• [ASSIGNMENT]
The records follow. Print, word for word, the first line through the "use std::path::PathBuf;" line.

———

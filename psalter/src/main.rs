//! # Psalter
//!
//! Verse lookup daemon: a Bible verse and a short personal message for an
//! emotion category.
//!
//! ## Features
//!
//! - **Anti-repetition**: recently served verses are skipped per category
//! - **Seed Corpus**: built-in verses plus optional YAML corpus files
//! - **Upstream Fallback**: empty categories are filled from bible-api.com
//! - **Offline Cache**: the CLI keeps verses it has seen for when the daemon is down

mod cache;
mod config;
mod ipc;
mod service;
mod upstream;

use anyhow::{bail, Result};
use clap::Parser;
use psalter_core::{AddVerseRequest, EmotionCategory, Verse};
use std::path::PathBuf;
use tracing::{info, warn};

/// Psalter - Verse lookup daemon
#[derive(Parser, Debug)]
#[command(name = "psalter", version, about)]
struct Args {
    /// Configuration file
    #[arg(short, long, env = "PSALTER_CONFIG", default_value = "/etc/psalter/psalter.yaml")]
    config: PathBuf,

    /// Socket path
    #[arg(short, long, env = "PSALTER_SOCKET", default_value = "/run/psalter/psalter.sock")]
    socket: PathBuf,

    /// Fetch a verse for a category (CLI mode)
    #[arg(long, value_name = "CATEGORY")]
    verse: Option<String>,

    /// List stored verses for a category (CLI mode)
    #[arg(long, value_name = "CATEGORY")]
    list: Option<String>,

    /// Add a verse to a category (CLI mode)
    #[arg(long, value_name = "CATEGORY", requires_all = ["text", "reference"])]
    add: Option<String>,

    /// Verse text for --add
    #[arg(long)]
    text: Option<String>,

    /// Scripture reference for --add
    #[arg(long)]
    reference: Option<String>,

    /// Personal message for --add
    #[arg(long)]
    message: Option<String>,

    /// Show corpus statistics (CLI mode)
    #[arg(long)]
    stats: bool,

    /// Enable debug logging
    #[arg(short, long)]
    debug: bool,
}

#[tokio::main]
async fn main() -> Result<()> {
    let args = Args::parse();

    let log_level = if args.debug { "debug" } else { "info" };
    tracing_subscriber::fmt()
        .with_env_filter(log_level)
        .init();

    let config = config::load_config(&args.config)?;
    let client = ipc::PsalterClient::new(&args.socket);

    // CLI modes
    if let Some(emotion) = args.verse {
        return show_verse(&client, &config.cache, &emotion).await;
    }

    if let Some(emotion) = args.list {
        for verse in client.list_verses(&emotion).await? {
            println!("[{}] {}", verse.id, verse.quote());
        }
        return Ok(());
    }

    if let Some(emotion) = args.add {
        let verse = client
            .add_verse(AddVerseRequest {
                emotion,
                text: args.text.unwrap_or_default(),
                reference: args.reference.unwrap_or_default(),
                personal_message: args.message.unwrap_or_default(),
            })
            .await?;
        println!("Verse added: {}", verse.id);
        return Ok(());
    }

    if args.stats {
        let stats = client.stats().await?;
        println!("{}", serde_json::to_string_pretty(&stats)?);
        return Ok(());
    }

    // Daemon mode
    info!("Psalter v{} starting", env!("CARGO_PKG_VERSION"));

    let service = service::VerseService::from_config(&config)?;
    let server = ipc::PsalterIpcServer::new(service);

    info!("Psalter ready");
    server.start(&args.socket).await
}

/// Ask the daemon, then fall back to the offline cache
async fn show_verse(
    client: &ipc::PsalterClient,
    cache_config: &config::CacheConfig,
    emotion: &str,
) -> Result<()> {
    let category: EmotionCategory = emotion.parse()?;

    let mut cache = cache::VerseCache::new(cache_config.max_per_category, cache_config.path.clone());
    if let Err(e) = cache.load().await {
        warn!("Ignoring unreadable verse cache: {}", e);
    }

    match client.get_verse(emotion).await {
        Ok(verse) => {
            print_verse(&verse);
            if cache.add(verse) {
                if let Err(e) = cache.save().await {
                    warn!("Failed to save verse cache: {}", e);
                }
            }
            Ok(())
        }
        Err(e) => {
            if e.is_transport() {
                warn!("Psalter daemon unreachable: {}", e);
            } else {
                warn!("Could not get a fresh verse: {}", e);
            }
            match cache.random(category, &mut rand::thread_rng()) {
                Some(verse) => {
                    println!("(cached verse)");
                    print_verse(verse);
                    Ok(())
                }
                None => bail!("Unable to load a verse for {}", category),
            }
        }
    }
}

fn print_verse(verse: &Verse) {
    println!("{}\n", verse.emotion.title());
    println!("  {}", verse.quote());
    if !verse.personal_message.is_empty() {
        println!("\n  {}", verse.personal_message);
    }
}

———

• [WRITTEN SOLUTION]
filename psalter/src/main.rs
//! # Psalter
//!
//! Verse lookup daemon: a Bible verse and a short personal message for an
//! emotion category.
//!
//! ## Features
//!
//! - **Anti-repetition**: recently served verses are skipped per category
//! - **Seed Corpus**: built-in verses plus optional YAML corpus files
//! - **Upstream Fallback**: empty categories are filled from bible-api.com
//! - **Offline Cache**: the CLI keeps verses it has seen for when the daemon is down

mod cache;
mod config;
mod ipc;
mod service;
mod upstream;

use anyhow::{bail, Result};
use clap::Parser;
use psalter_core::{AddVerseRequest, EmotionCategory, Verse};
use std::path::PathBuf;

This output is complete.